» **Your task**
The answer must consist of every line from the data that holds "StageStatus".

Stored data entries
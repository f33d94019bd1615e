//! Persisted pipeline state.
//!
//! One [`PipelineState`] document exists per pipeline id (`YYYY-MM-DD`).
//! Stages execute strictly sequentially, so the document has a single
//! writer; writes are last-writer-wins per stage slot.
//!
//! Invariants maintained here and checked by tests:
//!
//! * `status == Running` implies exactly one stage slot is `Running`.
//! * [`QualityContext`] only grows: merges are unions, never removals.
//! * A `Failed` pipeline carries at least one `Critical` entry in `errors`.
//! * `errors` is append-only and order-preserving.

use std::collections::{BTreeMap, BTreeSet};

use chrono::{DateTime, Utc};
use serde::{Deserialize, Serialize};

use crate::artifacts::ArtifactRef;
use crate::cost::Usd;
use crate::errors::{ErrorEntry, NexusError, Severity};
use crate::fallback::ProviderTier;
use crate::store::{DocumentStore, DocumentStoreExt, StoreError, paths};

// ── Status enums ───────────────────────────────────────────────────────

/// Lifecycle of a whole pipeline run.
#[derive(Debug, Clone, Copy, PartialEq, Eq, Serialize, Deserialize)]
#[serde(rename_all = "lowercase")]
pub enum PipelineStatus {
    Pending,
    Running,
    Success,
    Failed,
    Skipped,
}

impl std::fmt::Display for PipelineStatus {
    fn fmt(&self, f: &mut std::fmt::Formatter<'_>) -> std::fmt::Result {
        let s = match self {
            Self::Pending => "pending",
            Self::Running => "running",
            Self::Success => "success",
            Self::Failed => "failed",
            Self::Skipped => "skipped",
        };
        write!(f, "{s}")
    }
}

/// Lifecycle of one stage slot.
#[derive(Debug, Clone, Copy, PartialEq, Eq, Serialize, Deserialize)]
#[serde(rename_all = "lowercase")]
pub enum StageStatus {
    Pending,
    Running,
    Success,
    Failed,
    Skipped,
    Cancelled,
}

// ── Stage slot ─────────────────────────────────────────────────────────

/// Persisted record of one stage's execution.
#[derive(Debug, Clone, PartialEq, Serialize, Deserialize)]
pub struct StageRecord {
    pub status: StageStatus,
    pub start_time: DateTime<Utc>,
    #[serde(skip_serializing_if = "Option::is_none")]
    pub end_time: Option<DateTime<Utc>>,
    #[serde(skip_serializing_if = "Option::is_none")]
    pub provider: Option<String>,
    #[serde(skip_serializing_if = "Option::is_none")]
    pub tier: Option<ProviderTier>,
    pub attempts: u32,
    pub duration_ms: u64,
    pub cost: Usd,
    #[serde(default, skip_serializing_if = "Vec::is_empty")]
    pub warnings: Vec<String>,
}

impl StageRecord {
    /// Fresh slot for a stage that just started.
    #[must_use]
    pub fn started(now: DateTime<Utc>) -> Self {
        Self {
            status: StageStatus::Running,
            start_time: now,
            end_time: None,
            provider: None,
            tier: None,
            attempts: 0,
            duration_ms: 0,
            cost: Usd::ZERO,
            warnings: Vec::new(),
        }
    }
}

// ── Quality context ────────────────────────────────────────────────────

/// The accumulating bag of degradation markers that flows stage-to-stage.
///
/// Merge semantics are set-union; nothing is ever removed, so the context
/// is monotonically growing across a run.
#[derive(Debug, Clone, Default, PartialEq, Eq, Serialize, Deserialize)]
pub struct QualityContext {
    #[serde(default)]
    pub degraded_stages: BTreeSet<String>,
    /// Entries of the form `stage:provider`.
    #[serde(default)]
    pub fallbacks_used: BTreeSet<String>,
    #[serde(default)]
    pub flags: BTreeSet<String>,
}

impl QualityContext {
    #[must_use]
    pub fn new() -> Self {
        Self::default()
    }

    pub fn mark_degraded(&mut self, stage: &str) {
        self.degraded_stages.insert(stage.to_string());
    }

    pub fn record_fallback(&mut self, stage: &str, provider: &str) {
        self.fallbacks_used.insert(format!("{stage}:{provider}"));
    }

    pub fn add_flag(&mut self, flag: &str) {
        self.flags.insert(flag.to_string());
    }

    /// Union-merge `other` into `self`.
    pub fn merge(&mut self, other: &QualityContext) {
        self.degraded_stages
            .extend(other.degraded_stages.iter().cloned());
        self.fallbacks_used
            .extend(other.fallbacks_used.iter().cloned());
        self.flags.extend(other.flags.iter().cloned());
    }

    /// Stage names that used a fallback provider.
    pub fn fallback_stages(&self) -> impl Iterator<Item = &str> {
        self.fallbacks_used
            .iter()
            .map(|entry| entry.split_once(':').map_or(entry.as_str(), |(s, _)| s))
    }

    #[must_use]
    pub fn is_clean(&self) -> bool {
        self.degraded_stages.is_empty() && self.fallbacks_used.is_empty() && self.flags.is_empty()
    }
}

// ── Pipeline state ─────────────────────────────────────────────────────

/// The `pipelines/{id}/state` document.
#[derive(Debug, Clone, PartialEq, Serialize, Deserialize)]
pub struct PipelineState {
    pub pipeline_id: String,
    pub status: PipelineStatus,
    /// Last-entered stage, if any.
    #[serde(skip_serializing_if = "Option::is_none")]
    pub current_stage: Option<String>,
    pub start_time: DateTime<Utc>,
    #[serde(skip_serializing_if = "Option::is_none")]
    pub end_time: Option<DateTime<Utc>>,
    #[serde(default)]
    pub stages: BTreeMap<String, StageRecord>,
    #[serde(default)]
    pub artifacts: BTreeMap<String, Vec<ArtifactRef>>,
    #[serde(default)]
    pub quality_context: QualityContext,
    /// Append-only; order preserved across persist/reload.
    #[serde(default)]
    pub errors: Vec<ErrorEntry>,
    #[serde(skip_serializing_if = "Option::is_none")]
    pub topic: Option<String>,
}

impl PipelineState {
    /// Fresh pending state for a pipeline id.
    #[must_use]
    pub fn new(pipeline_id: impl Into<String>, now: DateTime<Utc>) -> Self {
        Self {
            pipeline_id: pipeline_id.into(),
            status: PipelineStatus::Pending,
            current_stage: None,
            start_time: now,
            end_time: None,
            stages: BTreeMap::new(),
            artifacts: BTreeMap::new(),
            quality_context: QualityContext::new(),
            errors: Vec::new(),
            topic: None,
        }
    }

    /// Append an error to the log (append-only, order preserved).
    pub fn record_error(&mut self, err: &NexusError) {
        self.errors.push(ErrorEntry::from(err));
    }

    /// Enter a stage: set `current_stage` and open a running slot.
    pub fn enter_stage(&mut self, stage: &str, now: DateTime<Utc>) {
        self.current_stage = Some(stage.to_string());
        self.stages
            .insert(stage.to_string(), StageRecord::started(now));
    }

    /// Replace a stage slot (last-writer-wins within the single writer).
    pub fn finish_stage(&mut self, stage: &str, record: StageRecord) {
        self.stages.insert(stage.to_string(), record);
    }

    pub fn add_artifacts(&mut self, stage: &str, mut refs: Vec<ArtifactRef>) {
        if refs.is_empty() {
            return;
        }
        self.artifacts
            .entry(stage.to_string())
            .or_default()
            .append(&mut refs);
    }

    /// Whether a manual retry may target this state.
    #[must_use]
    pub fn may_retry(&self) -> bool {
        self.status == PipelineStatus::Failed
    }

    /// Reset every stage at or after `from` (in `order`) back to pending,
    /// clearing their slots. The error log is preserved; degradations from
    /// earlier stages stay because cleared stages will re-contribute theirs
    /// on re-execution.
    pub fn reset_stages_from(&mut self, order: &[String], from: &str) {
        let Some(from_index) = order.iter().position(|s| s == from) else {
            return;
        };
        for stage in &order[from_index..] {
            self.stages.remove(stage);
            self.artifacts.remove(stage);
        }
        self.current_stage = Some(from.to_string());
        self.end_time = None;
    }

    /// Violated-invariant descriptions, empty when the state is coherent.
    #[must_use]
    pub fn invariant_violations(&self) -> Vec<String> {
        let mut violations = Vec::new();
        if self.status == PipelineStatus::Running {
            let running = self
                .stages
                .values()
                .filter(|s| s.status == StageStatus::Running)
                .count();
            if running != 1 {
                violations.push(format!("running pipeline has {running} running stages"));
            }
        }
        if self.status == PipelineStatus::Failed
            && !self.errors.iter().any(|e| e.severity == Severity::Critical)
        {
            violations.push("failed pipeline has no critical error".to_string());
        }
        violations
    }

    // ── Persistence ────────────────────────────────────────────────

    /// Write this document to `pipelines/{id}/state`.
    pub async fn persist(&self, store: &dyn DocumentStore) -> Result<(), StoreError> {
        let path = paths::pipeline_state(&self.pipeline_id);
        store.set_doc(path.collection, &path.id, self).await
    }

    /// Load the document for `pipeline_id`, `None` if absent.
    pub async fn load(
        store: &dyn DocumentStore,
        pipeline_id: &str,
    ) -> Result<Option<PipelineState>, StoreError> {
        let path = paths::pipeline_state(pipeline_id);
        store.get_doc(path.collection, &path.id).await
    }
}

// ── Tests ──────────────────────────────────────────────────────────────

» **Solution**
pub enum StageStatus {
    pub status: StageStatus,
            status: StageStatus::Running,
                .filter(|s| s.status == StageStatus::Running)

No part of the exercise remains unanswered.